Santamarta le observaba sin disimulo y sin poder evitar cierto gesto de superioridad paternalista. Era Soto un hombre de altura mediana, un poco gibado, delgado y de hombros estrechos, labios abultados y pelo rubio oscuro, lo que unido a unos ojos pequeños, le daba la sensación de bazar chino, de un hombre mezcla de mil perfiles físicos mezclados al azar en un puzle inacabado. Su único rasgo destacable era un brillo inteligente en el fondo de sus ojos cuando se concentraba en algún caso. Y eso estaba ocurriendo en aquel momento.

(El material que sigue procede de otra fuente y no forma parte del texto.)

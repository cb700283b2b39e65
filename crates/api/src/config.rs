//! Application configuration loaded from environment variables.

/// Server configuration with sensible defaults.
///
/// Reads from environment variables:
/// - `HOST` — bind address (default: `"0.0.0.0"`)
/// - `PORT` — listen port (default: `3000`)
/// - `RUST_LOG` — tracing filter directive (default: `"info"`)
/// - `DATABASE_URL` — PostgreSQL connection string (default: unset, orders kept in memory)
/// - `DATABASE_MAX_CONNECTIONS` — pool size (default: `10`)
/// - `MAX_PAGE_SIZE` — upper bound for `limit` on order listings (default: `100`)
#[derive(Debug, Clone)]
pub struct Config {
    pub host: String,
    pub port: u16,
    pub log_level: String,
    pub database_url: Option<String>,
    pub database_max_connections: u32,
    pub max_page_size: usize,
}

impl Config {
    /// Loads configuration from environment variables, falling back to defaults.
    pub fn from_env() -> Self {
        let defaults = Self::default();
        Self {
            host: std::env::var("HOST").unwrap_or(defaults.host),
            port: parse_var("PORT").unwrap_or(defaults.port),
            log_level: std::env::var("RUST_LOG").unwrap_or(defaults.log_level),
            database_url: std::env::var("DATABASE_URL")
                .ok()
                .filter(|url| !url.is_empty()),
            database_max_connections: parse_var("DATABASE_MAX_CONNECTIONS")
                .unwrap_or(defaults.database_max_connections),
            max_page_size: parse_var("MAX_PAGE_SIZE")
                .filter(|size| *size > 0)
                .unwrap_or(defaults.max_page_size),
        }
    }

    /// Returns the `"host:port"` bind address string.
    pub fn addr(&self) -> String {
        format!("{}:{}", self.host, self.port)
    }
}

fn parse_var<T: std::str::FromStr>(name: &str) -> Option<T> {
    std::env::var(name).ok().and_then(|v| v.parse().ok())
}

impl Default for Config {
    fn default() -> Self {
        Self {
            host: "0.0.0.0".to_string(),
            port: 3000,
            log_level: "info".to_string(),
            database_url: None,
            database_max_connections: 10,
            max_page_size: 100,
        }
    }
}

—Soto, vuelve… Vamos para el barrio de la vieja a hacer algunas preguntas a los vecinos.

—Sí, inspector, vamos.

Guardó después cuidadosamente la copia de la autopsia en una carpeta y la dejó en el primer cajón de su recién estrenada mesa. Había hecho fotocopia de toda la documentación que había obtenido del caso y la guardó doblada por la mitad en un pequeño portafolios que metió en la bandolera que siempre llevaba encima cuando estaba de servicio.

Después sacó una libretita que tenía en el bolsillo interior de la americana marrón oscura que vestía y escribió: “2 de marzo, mujer de 73 años, agresión sexual postmorten (anal y vaginalmente), muerte por estrangulación. ¿Dónde? ¿Cómo? ¿Cuándo? ¿Quién? ¿Por qué?”.

—¡Soto, cojones, vamos! —gritó el inspector desde la zona de atención al público de la comisaría.

El subinspector añadió en la libretita: “1er caso con Santamarta. Buen policía, horrible persona”. Y salió corriendo tras su superior, que en la calle ya se acercaba al vehículo policial camuflado.

—Conduces tú, chaval —le dijo lanzándole las llaves.

Montaron ambos en el ‘K’ y se dirigieron al barrio donde dos días antes había sido violada y asesinada una mujer de 73 años. En realidad, al revés, asesinada y violada.